Second is a decomposition of a reversible adder, which computes the reversible sum of the two inputs onto the second input. With a technique called "compression" we can generate the required ancilla inplace to obtain logarithmic depth, the best known depth for decompositions with ancilla.3 The simplest example is to consider the storage of two qubits into a single ququart (four level system). The two qubits and the single ququart can each be written as a superposition of four basis states. Therefore, all of the information of the two qubits can be stored in a single ququart. By allowing one of the qubit's to access two additional levels, we store all of the information locally leaving the other qubit in the  $|0\rangle$  state, effectively an ancilla bit. This technique means we can generate ancilla local to the computation, using unused qubits

$$A(d=2)$$
  $=$   $2-4-1$   $=$   $=$   $-0$   $=$   $X_{01}$   $=$   $|0\rangle$ 

**FIGURE 2.** The compression of 2 qubits into a single ququart and generating an ancilla,  $|0\rangle$ . input two qubits, A and B, and produces a single ququart and an ancilla  $|0\rangle$ . To retrieve the stored information, we can do the inverse of this operation using *any* ancilla for the second qubit. Using this type of compression circuit can produce clean ancilla on demand by storing unused data temporarily in higher states. Figure from Baker *et al.*<sup>3</sup>

nearby. A circuit for this compression is found in Figure 2.

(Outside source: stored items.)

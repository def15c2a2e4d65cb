/// Document upload endpoints
///
/// Both endpoints take the raw document as the request body and classify it by its
/// `Content-Type` header. `/extract` previews the contact found in the document,
/// the other endpoint stores it straight away as a new lead.

use crate::{
    api::{error::ApiError, AppState},
    extractor::{DocumentKind, ExtractedContact},
    lead::Lead,
};
use axum::{
    body::Bytes,
    extract::State,
    http::{header::CONTENT_TYPE, HeaderMap, StatusCode},
    response::Json,
    routing::post,
    Router,
};

/// Create document processing routes
pub fn create_document_routes() -> Router<AppState> {
    Router::new()
        .route("/api/documents/extract", post(extract_contact))
        .route("/api/documents", post(create_lead_from_document))
}

/// Decode the upload and extract a contact, failing with 422 when nothing is found
async fn extract_from_upload(
    state: &AppState,
    headers: &HeaderMap,
    body: Bytes,
) -> Result<ExtractedContact, ApiError> {
    let content_type = headers
        .get(CONTENT_TYPE)
        .and_then(|value| value.to_str().ok())
        .unwrap_or_default();
    let kind = DocumentKind::from_content_type(content_type)?;

    match state.documents.process(kind, body.to_vec()).await? {
        Some(contact) => Ok(contact),
        None => {
            tracing::warn!("⚠️ No contact details found in {:?} document", kind);
            Err(ApiError::ExtractionFailed)
        }
    }
}

/// Preview the contact found in a document
///
/// POST /api/documents/extract
async fn extract_contact(
    State(state): State<AppState>,
    headers: HeaderMap,
    body: Bytes,
) -> Result<Json<ExtractedContact>, ApiError> {
    let contact = extract_from_upload(&state, &headers, body).await?;
    Ok(Json(contact))
}

/// Create a lead from the contact found in a document
///
/// POST /api/documents
async fn create_lead_from_document(
    State(state): State<AppState>,
    headers: HeaderMap,
    body: Bytes,
) -> Result<(StatusCode, Json<Lead>), ApiError> {
    let contact = extract_from_upload(&state, &headers, body).await?;

    let lead = state
        .storage
        .create_lead(contact.into_new_lead())
        .await
        .map_err(ApiError::storage("Failed to create lead"))?;

    tracing::info!("📄 Created lead {} ({}) from document", lead.id, lead.name);
    Ok((StatusCode::CREATED, Json(lead)))
}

This technique has been shown to be powerful for arithmetic circuits. For example, addition circuits can be decomposed in logarithmic depth without any external ancilla. The circuit is broken in a constant number of blocks, where each block is decomposed individually using the other unused blocks to generate the ancilla needed for an efficient decomposition. This block-based construction along with compression is very powerful. If efficient circuit decompositions are known for qubit circuits requiring ancilla and need only a constant amount of information to move between blocks, we can use this compression technique to obtain the same asymptotic depth as the known decomposition.

Both of these techniques free up more of out limited hardware for computation, rather than dedicating device space as ancilla which inherently limits the maximum size of computation which can be performed. Current hardware is often calibrated for use only with qubits but has higher level states available already. While classically multivalued and mixed-radix computing is niche, it is important to evaluate the architectural ramifications of these strategies for quantum computation. By temporarily accessing already available higher states, we can accelerate common circuit components and reduce space overhead extending the frontier of what can be computed.

## VIRTUALIZING LOGICAL QUBITS WITH LOCAL QUANTUM MEMORY

Current quantum architectures do not tend to make a distinction between memory and processing of quantum information. These architectures are viable, however, as more and more qubits are needed the scalability challenges become apparent. For example, many industry players make use of superconducting transmon qubits, which suffer from fabrication inconsistency and crosstalk during parallel operations. To scale to the millions of qubits needed for error correction, a memory-based architecture can be used to decouple qubit-count from transmon count.

It is imperative to explore the use of technologies outside of what is currently commercialized or made available via cloud services. For example, recently realized qubit memory technology which stores qubits in superconducting resonant cavities may help to realize exactly this memory-based architecture.8,9 In these devices, qubit information can be stored in the cavity and when an operation needs to be performed it can be transported to the attached transmon. Local memory is not free. Stored qubits cannot be operated on directly and all operations must be mediated via the transmon by first loading the information. This further prohibits parallel operations in qubits in the same cavity requiring serialization. The realization of this technology alone is not sufficient to understand its viability and instead dedicated architectural studies are needed.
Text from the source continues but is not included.